Every once in a while, people made comments about how they missed reading my meanderings. But for all the draft posts that floated through my head, I could never quite get my fingers to the keyboard to put them down on this virtual paper. I wanted to share the insanity that was constantly happening all around us (at home, at work, in life). I just couldn't. I wanted to be able to make it all funny, but the last 12 months were anything but. They were frustrating, sad, challenging, draining, fattening, aging, you name it. All I wanted to do was run away. And, if no one wanted to come with me, so be it.

And yet, 365 restless sleeps later... I'm still here!

We had the luxury of ringing in the new year with some great new friends. After more than 5 years, we even made it to midnight. Nay, PAST midnight. Out in the snowglobey Vermont night, in front of a huge bonfire, sharing our hopes and dreams for the next 12 months. Logan made reference to my odd-numbered-year-blues dream of making 2014 our "Away We Go" year. If you haven't seen the movie of the same name, it's essentially a couple on a journey to find the place they're meant to live and raise their family. (Please see: aforementioned escape plan.)

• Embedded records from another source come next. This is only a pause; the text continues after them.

/// DataGrid Engine
///
/// `DataGrid` is the stateful facade over the pipeline: data source adapter
/// produces the raw dataset, the predicate engine filters it, the ordering
/// engine sorts the filtered result, and the pager slices the sorted result
/// into the current page. Any change to search text, a filter, the sort, or
/// the page size re-runs the downstream stages; replacing the dataset
/// re-runs everything.
///
/// Each grid owns its dataset and `QueryState` exclusively; two grids on one
/// screen never share state.

use crate::column::{Align, CellKind, ColumnDescriptor};
use crate::filter::{filter_indices, FilterConfig, FilterOption, SearchField};
use crate::page::{page_slice, PageInfo};
use crate::record::Record;
use crate::sort::{sort_indices, SortDirection};
use crate::source::{DataSource, LoadError};
use serde::{Deserialize, Serialize};
use serde_json::Value;
use std::collections::HashMap;
use std::fmt;

/// Page size used when the configuration does not specify one.
pub const DEFAULT_PAGE_SIZE: usize = 10;

/// The mutable query parameters driving one grid instance.
///
/// Mutated exclusively through the grid's setters. Search, filter, and
/// page-size changes reset the page to 1; page and sort changes do not.
#[derive(Debug, Clone, PartialEq, Eq, Serialize, Deserialize)]
pub struct QueryState {
    /// Free-text search string; empty means no constraint.
    pub search: String,
    /// Active exact-match filters, field to selected value.
    pub filters: HashMap<String, String>,
    /// Current sort key; empty means unsorted.
    pub sort_key: String,
    /// Current sort direction; `None` means unsorted.
    pub sort_direction: Option<SortDirection>,
    /// Current 1-based page.
    pub page: usize,
    /// Records per page.
    pub page_size: usize,
}

impl QueryState {
    /// Default state: empty search, no filters, no sort, page 1.
    pub fn new(page_size: usize) -> Self {
        QueryState {
            search: String::new(),
            filters: HashMap::new(),
            sort_key: String::new(),
            sort_direction: None,
            page: 1,
            page_size,
        }
    }
}

/// Declarative grid configuration: columns, search fields, filters, paging.
pub struct GridConfig {
    pub columns: Vec<ColumnDescriptor>,
    pub search_fields: Vec<SearchField>,
    pub filters: Vec<FilterConfig>,
    pub default_page_size: usize,
    pub page_size_options: Vec<usize>,
}

impl GridConfig {
    pub fn new(columns: Vec<ColumnDescriptor>) -> Self {
        GridConfig {
            columns,
            search_fields: Vec::new(),
            filters: Vec::new(),
            default_page_size: DEFAULT_PAGE_SIZE,
            page_size_options: vec![10, 20, 50],
        }
    }

    pub fn with_search_fields(mut self, fields: Vec<SearchField>) -> Self {
        self.search_fields = fields;
        self
    }

    pub fn with_filters(mut self, filters: Vec<FilterConfig>) -> Self {
        self.filters = filters;
        self
    }

    pub fn with_page_size(mut self, page_size: usize) -> Self {
        self.default_page_size = page_size;
        self
    }

    pub fn with_page_size_options(mut self, options: Vec<usize>) -> Self {
        self.page_size_options = options;
        self
    }
}

/// One resolved cell handed to the presentation layer: the derived value
/// plus the hints selecting and placing the external renderer.
#[derive(Debug, Clone, PartialEq)]
pub struct Cell {
    pub value: Value,
    pub kind: CellKind,
    pub align: Align,
}

type DataLoadedCallback = Box<dyn Fn(&[Record])>;
type ErrorCallback = Box<dyn Fn(&LoadError)>;

/// A configuration-driven tabular query engine instance.
///
/// # Examples
///
/// ```
/// use datagrid::{ColumnDescriptor, DataGrid, DataSource, GridConfig, SearchField};
/// use serde_json::json;
///
/// let records = vec![
///     json!({"name": "Amadou", "dept": "Info", "exp": 3}),
///     json!({"name": "Fatou", "dept": "Info", "exp": 7}),
///     json!({"name": "Eve", "dept": "Math", "exp": 1}),
/// ]
/// .into_iter()
/// .map(|v| v.as_object().unwrap().clone())
/// .collect();
///
/// let config = GridConfig::new(vec![
///     ColumnDescriptor::new("Name", "name"),
///     ColumnDescriptor::new("Department", "dept"),
/// ])
/// .with_search_fields(vec![SearchField::key("name")]);
///
/// let mut grid = DataGrid::new(config, DataSource::from_records(records));
/// grid.set_search("a");
/// assert_eq!(grid.total_filtered(), 2); // Amadou and Fatou
/// ```
pub struct DataGrid {
    config: GridConfig,
    source: DataSource,
    records: Vec<Record>,
    state: QueryState,
    loading: bool,
    error: Option<LoadError>,
    on_data_loaded: Option<DataLoadedCallback>,
    on_error: Option<ErrorCallback>,
}

impl DataGrid {
    /// Creates a grid over the given source.
    ///
    /// A static source populates the dataset immediately and the grid is
    /// never loading. A remote source starts empty; call [`DataGrid::load`]
    /// to fetch.
    pub fn new(config: GridConfig, source: DataSource) -> Self {
        let state = QueryState::new(config.default_page_size);
        let records = match &source {
            DataSource::Static(records) => records.clone(),
            DataSource::Remote { .. } => Vec::new(),
        };
        DataGrid {
            config,
            source,
            records,
            state,
            loading: false,
            error: None,
            on_data_loaded: None,
            on_error: None,
        }
    }

    /// Registers a callback invoked with the new dataset after every
    /// successful load.
    pub fn on_data_loaded<F>(mut self, callback: F) -> Self
    where
        F: Fn(&[Record]) + 'static,
    {
        self.on_data_loaded = Some(Box::new(callback));
        self
    }

    /// Registers a callback invoked with the error after every failed load.
    pub fn on_error<F>(mut self, callback: F) -> Self
    where
        F: Fn(&LoadError) + 'static,
    {
        self.on_error = Some(Box::new(callback));
        self
    }

    /// Loads (or re-loads) the dataset from the source.
    ///
    /// On success the new dataset fully replaces the old one, any previous
    /// error is cleared, and the data-loaded callback fires with the record
    /// count available. On failure the previous dataset stays in place, the
    /// error is retained for display, and the error callback fires. Each
    /// completed load wins over whatever was in place when it resolves.
    pub fn load(&mut self) -> Result<usize, LoadError> {
        self.loading = true;
        let result = self.source.load();
        self.loading = false;

        match result {
            Ok(records) => {
                let count = records.len();
                self.records = records;
                self.error = None;
                if let Some(callback) = &self.on_data_loaded {
                    callback(&self.records);
                }
                Ok(count)
            }
            Err(error) => {
                self.error = Some(error.clone());
                if let Some(callback) = &self.on_error {
                    callback(&error);
                }
                Err(error)
            }
        }
    }

    /// Replaces the data source and resets the query state to its defaults.
    ///
    /// Static sources take effect immediately; remote sources clear the
    /// dataset until the next [`DataGrid::load`].
    pub fn set_source(&mut self, source: DataSource) {
        self.state = QueryState::new(self.config.default_page_size);
        self.error = None;
        self.records = match &source {
            DataSource::Static(records) => records.clone(),
            DataSource::Remote { .. } => Vec::new(),
        };
        self.source = source;
    }

    /// Sets the free-text search and resets to page 1.
    pub fn set_search(&mut self, search: impl Into<String>) {
        self.state.search = search.into();
        self.state.page = 1;
    }

    /// Selects a filter value and resets to page 1. An empty value (the
    /// "all" sentinel) clears the constraint for that field.
    pub fn set_filter(&mut self, field: impl Into<String>, value: impl Into<String>) {
        let field = field.into();
        let value = value.into();
        if value.is_empty() {
            self.state.filters.remove(&field);
        } else {
            self.state.filters.insert(field, value);
        }
        self.state.page = 1;
    }

    /// Clears every active filter and resets to page 1.
    pub fn clear_filters(&mut self) {
        self.state.filters.clear();
        self.state.page = 1;
    }

    /// Sets the sort key and direction. The page is not reset.
    pub fn set_sort(&mut self, key: impl Into<String>, direction: SortDirection) {
        self.state.sort_key = key.into();
        self.state.sort_direction = Some(direction);
    }

    /// Removes the sort; records revert to dataset order.
    pub fn clear_sort(&mut self) {
        self.state.sort_key.clear();
        self.state.sort_direction = None;
    }

    /// Navigates to a page. Nothing else changes; an out-of-range page
    /// renders empty rather than failing.
    pub fn set_page(&mut self, page: usize) {
        self.state.page = page.max(1);
    }

    /// Changes the page size and resets to page 1 so the grid never lands on
    /// a page past the shrunken page count.
    pub fn set_page_size(&mut self, page_size: usize) {
        self.state.page_size = page_size;
        self.state.page = 1;
    }

    /// The raw dataset as last loaded.
    pub fn records(&self) -> &[Record] {
        &self.records
    }

    /// The current query parameters.
    pub fn state(&self) -> &QueryState {
        &self.state
    }

    /// The column configuration.
    pub fn columns(&self) -> &[ColumnDescriptor] {
        &self.config.columns
    }

    /// The filter configuration.
    pub fn filters(&self) -> &[FilterConfig] {
        &self.config.filters
    }

    /// Page sizes offered by the configuration.
    pub fn page_size_options(&self) -> &[usize] {
        &self.config.page_size_options
    }

    /// True while a load is in flight.
    ///
    /// [`DataGrid::load`] blocks, so a caller driving the grid from one
    /// thread only ever observes `false`; the flag is meaningful when the
    /// load runs on a worker and the UI thread polls for a spinner.
    pub fn is_loading(&self) -> bool {
        self.loading
    }

    /// The error from the last failed load, until a load succeeds.
    pub fn error(&self) -> Option<&LoadError> {
        self.error.as_ref()
    }

    /// Indices of the filtered, sorted records (pre-page).
    fn visible_indices(&self) -> Vec<usize> {
        let filtered = filter_indices(
            &self.records,
            &self.state.search,
            &self.state.filters,
            &self.config.search_fields,
        );
        sort_indices(
            &self.records,
            &self.config.columns,
            &self.state.sort_key,
            self.state.sort_direction,
            filtered,
        )
    }

    /// Record count after filtering, before paging.
    pub fn total_filtered(&self) -> usize {
        filter_indices(
            &self.records,
            &self.state.search,
            &self.state.filters,
            &self.config.search_fields,
        )
        .len()
    }

    /// Navigation state for the current page.
    pub fn page_info(&self) -> PageInfo {
        PageInfo::new(self.total_filtered(), self.state.page, self.state.page_size)
    }

    /// The records on the current page, in display order.
    pub fn page_records(&self) -> Vec<&Record> {
        let visible = self.visible_indices();
        page_slice(&visible, self.state.page, self.state.page_size)
            .iter()
            .map(|&index| &self.records[index])
            .collect()
    }

    /// Resolves one record against every configured column, producing the
    /// cells the presentation layer renders.
    pub fn row_cells(&self, record: &Record) -> Vec<Cell> {
        self.config
            .columns
            .iter()
            .map(|column| Cell {
                value: column.resolve_value(record),
                kind: column.kind,
                align: column.align,
            })
            .collect()
    }

    /// Option list for one configured filter.
    ///
    /// Dynamic filters derive from the full raw dataset, never the filtered
    /// subset, so the option list never shrinks as the user narrows the
    /// view. Unknown fields yield an empty list.
    pub fn filter_options(&self, field: &str) -> Vec<FilterOption> {
        self.config
            .filters
            .iter()
            .find(|filter| filter.field == field)
            .map(|filter| filter.options_for(&self.records))
            .unwrap_or_default()
    }
}

impl fmt::Debug for DataGrid {
    fn fmt(&self, f: &mut fmt::Formatter<'_>) -> fmt::Result {
        f.debug_struct("DataGrid")
            .field("source", &self.source)
            .field("records", &self.records.len())
            .field("state", &self.state)
            .field("loading", &self.loading)
            .field("error", &self.error)
            .finish()
    }
}
use criterion::{black_box, criterion_group, criterion_main, BenchmarkId, Criterion};
use datagrid::*;
use serde_json::json;
use std::collections::HashMap;

fn dataset(size: usize) -> Vec<Record> {
    let depts = ["Info", "Math", "Physics", "Chemistry"];
    (0..size)
        .map(|i| {
            let value = json!({
                "first": format!("First{}", i),
                "last": format!("Last{}", i % 97),
                "dept": depts[i % depts.len()],
                "exp": (i % 30) as i64,
            });
            record::into_record(value).unwrap()
        })
        .collect()
}

fn bench_filter(c: &mut Criterion) {
    let mut group = c.benchmark_group("filter_indices");
    let fields = vec![SearchField::keys(["first", "last"])];

    for size in [100, 1000, 10000].iter() {
        let records = dataset(*size);
        let mut active = HashMap::new();
        active.insert("dept".to_string(), "Math".to_string());

        group.bench_with_input(BenchmarkId::from_parameter(size), size, |b, _| {
            b.iter(|| {
                filter_indices(
                    black_box(&records),
                    black_box("first1"),
                    black_box(&active),
                    black_box(&fields),
                )
            });
        });
    }
    group.finish();
}

fn bench_dynamic_options(c: &mut Criterion) {
    let mut group = c.benchmark_group("dynamic_options");

    for size in [100, 1000, 10000].iter() {
        let records = dataset(*size);

        group.bench_with_input(BenchmarkId::from_parameter(size), size, |b, _| {
            b.iter(|| dynamic_options(black_box(&records), black_box("dept")));
        });
    }
    group.finish();
}

fn bench_sort(c: &mut Criterion) {
    let mut group = c.benchmark_group("sort_indices");
    let columns = vec![ColumnDescriptor::composite("Name", ["first", "last"])];

    for size in [100, 1000, 10000].iter() {
        let records = dataset(*size);
        let all: Vec<usize> = (0..records.len()).collect();

        group.bench_with_input(BenchmarkId::from_parameter(size), size, |b, _| {
            b.iter(|| {
                sort_indices(
                    black_box(&records),
                    black_box(&columns),
                    black_box("last"),
                    Some(SortDirection::Ascending),
                    black_box(all.clone()),
                )
            });
        });
    }
    group.finish();
}

fn bench_full_pipeline(c: &mut Criterion) {
    let mut group = c.benchmark_group("grid_page_records");

    for size in [100, 1000, 10000].iter() {
        let config = GridConfig::new(vec![
            ColumnDescriptor::composite("Name", ["first", "last"]),
            ColumnDescriptor::new("Department", "dept"),
            ColumnDescriptor::new("Experience", "exp"),
        ])
        .with_search_fields(vec![SearchField::keys(["first", "last"])])
        .with_page_size(20);

        let mut grid = DataGrid::new(config, DataSource::from_records(dataset(*size)));
        grid.set_search("first");
        grid.set_sort("exp", SortDirection::Descending);
        grid.set_page(3);

        group.bench_with_input(BenchmarkId::from_parameter(size), size, |b, _| {
            b.iter(|| black_box(&grid).page_records());
        });
    }
    group.finish();
}

criterion_group!(
    benches,
    bench_filter,
    bench_dynamic_options,
    bench_sort,
    bench_full_pipeline
);
criterion_main!(benches);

Earlier that day, we'd watched a truly stunning animated short called "Lost & Found" (based on Oliver Jeffers' equally stunning children's book by the same name), leased our skis for the season and bought hockey skates for the family. Three weeks earlier we'd finally hosted a small housewarming party, with heat (!), totally unpacked boxes (!!), and the most decadent 5-layer cake this side of the Mason Dixon. And now, there we were. Surrounded by people we've grown to love, and some we'd met only hours before. The only chaos, the roaring flames. It felt like I was exactly where I was supposed to be.

And maybe 2014 is exactly that. The year to just be.

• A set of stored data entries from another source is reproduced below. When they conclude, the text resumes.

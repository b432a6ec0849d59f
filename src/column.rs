/// DataGrid Column Configuration
///
/// A ColumnDescriptor describes how one visual column derives and displays
/// its value. Columns are configuration-as-data: plain descriptors
/// interpreted by the engine, with the cell presentation expressed as a
/// tagged `CellKind` enum rather than ad hoc property sniffing.
///
/// Value derivation follows a single precedence rule shared by search, sort,
/// and display: `value_getter` wins over `data_keys` concatenation, which
/// wins over the plain `data_key` lookup.

use crate::record::{display_text, field_text, Record};
use serde::{Deserialize, Serialize};
use serde_json::Value;
use std::fmt;
use std::rc::Rc;

/// Derives a value from the whole record. Takes precedence over
/// `data_keys`/`data_key` when present.
pub type ValueGetter = Rc<dyn Fn(&Record) -> Value>;

/// Cell presentation kind. Selects which external renderer the presentation
/// layer invokes; value resolution is identical for all kinds.
#[derive(Debug, Clone, Copy, PartialEq, Eq, Default, Serialize, Deserialize)]
#[serde(rename_all = "snake_case")]
pub enum CellKind {
    /// Plain text cell (default).
    #[default]
    Text,
    /// Avatar image derived from the cell value.
    Avatar,
    /// Colored badge/tag.
    Badge,
    /// Progress bar; the resolved value is read as a percentage.
    Progress,
    /// Caller-supplied renderer.
    Custom,
    /// Row action buttons; the resolved value is typically unused.
    Actions,
}

/// Horizontal cell alignment.
#[derive(Debug, Clone, Copy, PartialEq, Eq, Default, Serialize, Deserialize)]
#[serde(rename_all = "snake_case")]
pub enum Align {
    #[default]
    Left,
    Center,
    Right,
}

/// Configuration for one grid column.
///
/// # Examples
///
/// ```
/// use datagrid::{Align, CellKind, ColumnDescriptor};
/// use serde_json::json;
///
/// let name = ColumnDescriptor::new("Name", "name");
/// let full = ColumnDescriptor::composite("Full name", ["first", "last"]);
/// let exp = ColumnDescriptor::new("Experience", "exp")
///     .with_align(Align::Right)
///     .with_kind(CellKind::Progress);
///
/// let record = json!({"first": "Awa", "last": "Ba", "exp": 7});
/// let record = record.as_object().unwrap();
/// assert_eq!(full.resolve_value(record), json!("Awa Ba"));
/// assert_eq!(exp.resolve_value(record), json!(7));
/// assert_eq!(name.resolve_text(record), "");
/// ```
#[derive(Clone, Serialize, Deserialize)]
pub struct ColumnDescriptor {
    /// Header label.
    pub title: String,
    /// Primary field key.
    pub data_key: String,
    /// Composite field keys; their concatenation produces the value.
    #[serde(default)]
    pub data_keys: Vec<String>,
    /// Separator placed between composite parts.
    #[serde(default = "default_separator")]
    pub separator: String,
    /// Derived-value closure; not part of the serializable configuration.
    #[serde(skip)]
    pub value_getter: Option<ValueGetter>,
    /// Display width hint, in pixels or grid units.
    #[serde(default)]
    pub width: Option<u32>,
    /// Cell alignment.
    #[serde(default)]
    pub align: Align,
    /// Whether the column participates in sorting.
    #[serde(default = "default_sortable")]
    pub sortable: bool,
    /// Presentation kind.
    #[serde(default)]
    pub kind: CellKind,
}

fn default_separator() -> String {
    " ".to_string()
}

fn default_sortable() -> bool {
    true
}

impl ColumnDescriptor {
    /// Creates a plain column reading a single field.
    pub fn new(title: impl Into<String>, data_key: impl Into<String>) -> Self {
        ColumnDescriptor {
            title: title.into(),
            data_key: data_key.into(),
            data_keys: Vec::new(),
            separator: default_separator(),
            value_getter: None,
            width: None,
            align: Align::Left,
            sortable: true,
            kind: CellKind::Text,
        }
    }

    /// Creates a composite column whose value is the concatenation of
    /// several fields. The first key doubles as the column's `data_key` so
    /// sort lookups by any member key resolve to this column.
    pub fn composite<I, S>(title: impl Into<String>, keys: I) -> Self
    where
        I: IntoIterator<Item = S>,
        S: Into<String>,
    {
        let keys: Vec<String> = keys.into_iter().map(Into::into).collect();
        let primary = keys.first().cloned().unwrap_or_default();
        let mut column = ColumnDescriptor::new(title, primary);
        column.data_keys = keys;
        column
    }

    /// Creates a computed column deriving its value from the whole record.
    pub fn computed<F>(title: impl Into<String>, data_key: impl Into<String>, getter: F) -> Self
    where
        F: Fn(&Record) -> Value + 'static,
    {
        let mut column = ColumnDescriptor::new(title, data_key);
        column.value_getter = Some(Rc::new(getter));
        column
    }

    /// Sets the separator used between composite parts.
    pub fn with_separator(mut self, separator: impl Into<String>) -> Self {
        self.separator = separator.into();
        self
    }

    /// Sets the display width hint.
    pub fn with_width(mut self, width: u32) -> Self {
        self.width = Some(width);
        self
    }

    /// Sets the cell alignment.
    pub fn with_align(mut self, align: Align) -> Self {
        self.align = align;
        self
    }

    /// Sets the presentation kind.
    pub fn with_kind(mut self, kind: CellKind) -> Self {
        self.kind = kind;
        self
    }

    /// Excludes the column from sorting.
    pub fn not_sortable(mut self) -> Self {
        self.sortable = false;
        self
    }

    /// Returns true if this column answers for the given sort key, either by
    /// `data_key` equality or membership in `data_keys`.
    pub fn matches_key(&self, key: &str) -> bool {
        self.data_key == key || self.data_keys.iter().any(|k| k == key)
    }

    /// Resolves the column's value for one record.
    ///
    /// Precedence: `value_getter`, then `data_keys` concatenation (missing
    /// and null parts coerce to empty strings), then the plain `data_key`
    /// lookup. A record with no such field resolves to `Value::Null`.
    pub fn resolve_value(&self, record: &Record) -> Value {
        if let Some(getter) = &self.value_getter {
            return getter(record);
        }
        if !self.data_keys.is_empty() {
            let joined = self
                .data_keys
                .iter()
                .map(|key| field_text(record, key))
                .collect::<Vec<_>>()
                .join(&self.separator);
            return Value::String(joined);
        }
        record.get(&self.data_key).cloned().unwrap_or(Value::Null)
    }

    /// Resolves the column's value as display text.
    pub fn resolve_text(&self, record: &Record) -> String {
        display_text(&self.resolve_value(record))
    }
}

impl fmt::Debug for ColumnDescriptor {
    fn fmt(&self, f: &mut fmt::Formatter<'_>) -> fmt::Result {
        f.debug_struct("ColumnDescriptor")
            .field("title", &self.title)
            .field("data_key", &self.data_key)
            .field("data_keys", &self.data_keys)
            .field("separator", &self.separator)
            .field("value_getter", &self.value_getter.as_ref().map(|_| "<fn>"))
            .field("width", &self.width)
            .field("align", &self.align)
            .field("sortable", &self.sortable)
            .field("kind", &self.kind)
            .finish()
    }
}
use anyhow::Result;
use serde::Serialize;
use std::path::PathBuf;
use tracewalk_config::DialectProfile;
use tracewalk_core::{FallbackView, NavAction, StepView, TraceSession};

#[derive(Debug, thiserror::Error)]
pub enum AdapterError {
    #[error("No run loaded")]
    NotLoaded,
}

/// Summary returned after a payload is correlated.
#[derive(Debug, Clone, Serialize)]
pub struct LoadInfo {
    pub steps: usize,
    pub blocks: usize,
    pub interactive: bool,
}

/// Listing slice for the current step: the accumulated lines and the
/// highlighted marker row, if any.
#[derive(Debug, Clone, Serialize)]
pub struct ListingView {
    pub lines: Vec<String>,
    pub highlight: Option<usize>,
}

/// Owns the session driven over the wire. Loading a new payload replaces
/// the previous session wholesale, so a stale run can never leak into a
/// newer one.
pub struct SyncAdapter {
    session: Option<TraceSession>,
    profile: DialectProfile,
}

impl Default for SyncAdapter {
    fn default() -> Self {
        Self::new()
    }
}

impl SyncAdapter {
    pub fn new() -> Self {
        Self {
            session: None,
            profile: DialectProfile::default(),
        }
    }

    pub fn load(&mut self, payload: PathBuf, profile: Option<PathBuf>) -> Result<LoadInfo> {
        if let Some(path) = profile {
            self.profile = DialectProfile::from_file(&path)?;
        }

        let response = tracewalk_payload::load_payload(&payload)?;
        let session = TraceSession::from_run(response.into_run(), &self.profile)?;

        let info = LoadInfo {
            steps: session.step_count(),
            blocks: session.timeline().len(),
            interactive: session.is_interactive(),
        };
        self.session = Some(session);
        Ok(info)
    }

    fn session(&self) -> Result<&TraceSession> {
        Ok(self.session.as_ref().ok_or(AdapterError::NotLoaded)?)
    }

    fn session_mut(&mut self) -> Result<&mut TraceSession> {
        Ok(self.session.as_mut().ok_or(AdapterError::NotLoaded)?)
    }

    /// `None` means the session is in fallback mode.
    pub fn navigate(&mut self, action: NavAction) -> Result<Option<StepView>> {
        Ok(self.session_mut()?.navigate(action))
    }

    pub fn view(&self) -> Result<Option<StepView>> {
        Ok(self.session()?.current_view())
    }

    pub fn fallback(&self) -> Result<FallbackView> {
        Ok(self.session()?.fallback().clone())
    }

    pub fn listing(&self) -> Result<ListingView> {
        let session = self.session()?;
        let span = session.listing_span();
        Ok(ListingView {
            lines: session.listing_lines()[..span.end].to_vec(),
            highlight: span.highlight,
        })
    }
}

It was 2am before we all turned in, the kids all nestled snug in their beds until, just a few hours later, each of them ended up in our beds thrashing, kicking, scratching, twitching, and demanding that we wake up to play and have breakfast.

Little bastards. Don't they know it's an EVEN year?

(c) Oliver Jeffers






Wednesday, October 24, 2012

WONDER

Today is one of those days that feel full of amazement.

Maybe it's because I was up until 2:30 in the morning last night, so I'm a bit delirious.
Or maybe it's because I woke up to find a beautiful note from a friend in my inbox.
Perhaps it's because of the magnetic force field that caused my computer and my cell phone
to crash simultaneously at work today (my PC has yet to recover;
the iPhone, of course, seems just fine.)

Definitely, it's because of the 6 ridiculously talented people
we just watched play their souls out on stage.

How does such a booming voice
come from such a small lady?
What must it feel like to be so engrossed in your passion that
you can share intimate and inspiring moments with a few
you know well and hundreds that you don't know at all?

I got a glimpse of that feeling sitting next to my husband at the
show tonight, and a crazy to desire to feel it more and more and more.
STAT.

PS: If you have not yet experienced the voice and music of Brandi Carlile,
please do so immediately.

Monday, October 1, 2012

BEING THERE

Reading has always been hard for me. I love books, but it takes me forever to get through them, and soon after the story ends I can't seem to remember any of the details. The names, places, and situations escape me, leaving only the essence of the tale behind. The same, often times, has been true of my day-to-day life.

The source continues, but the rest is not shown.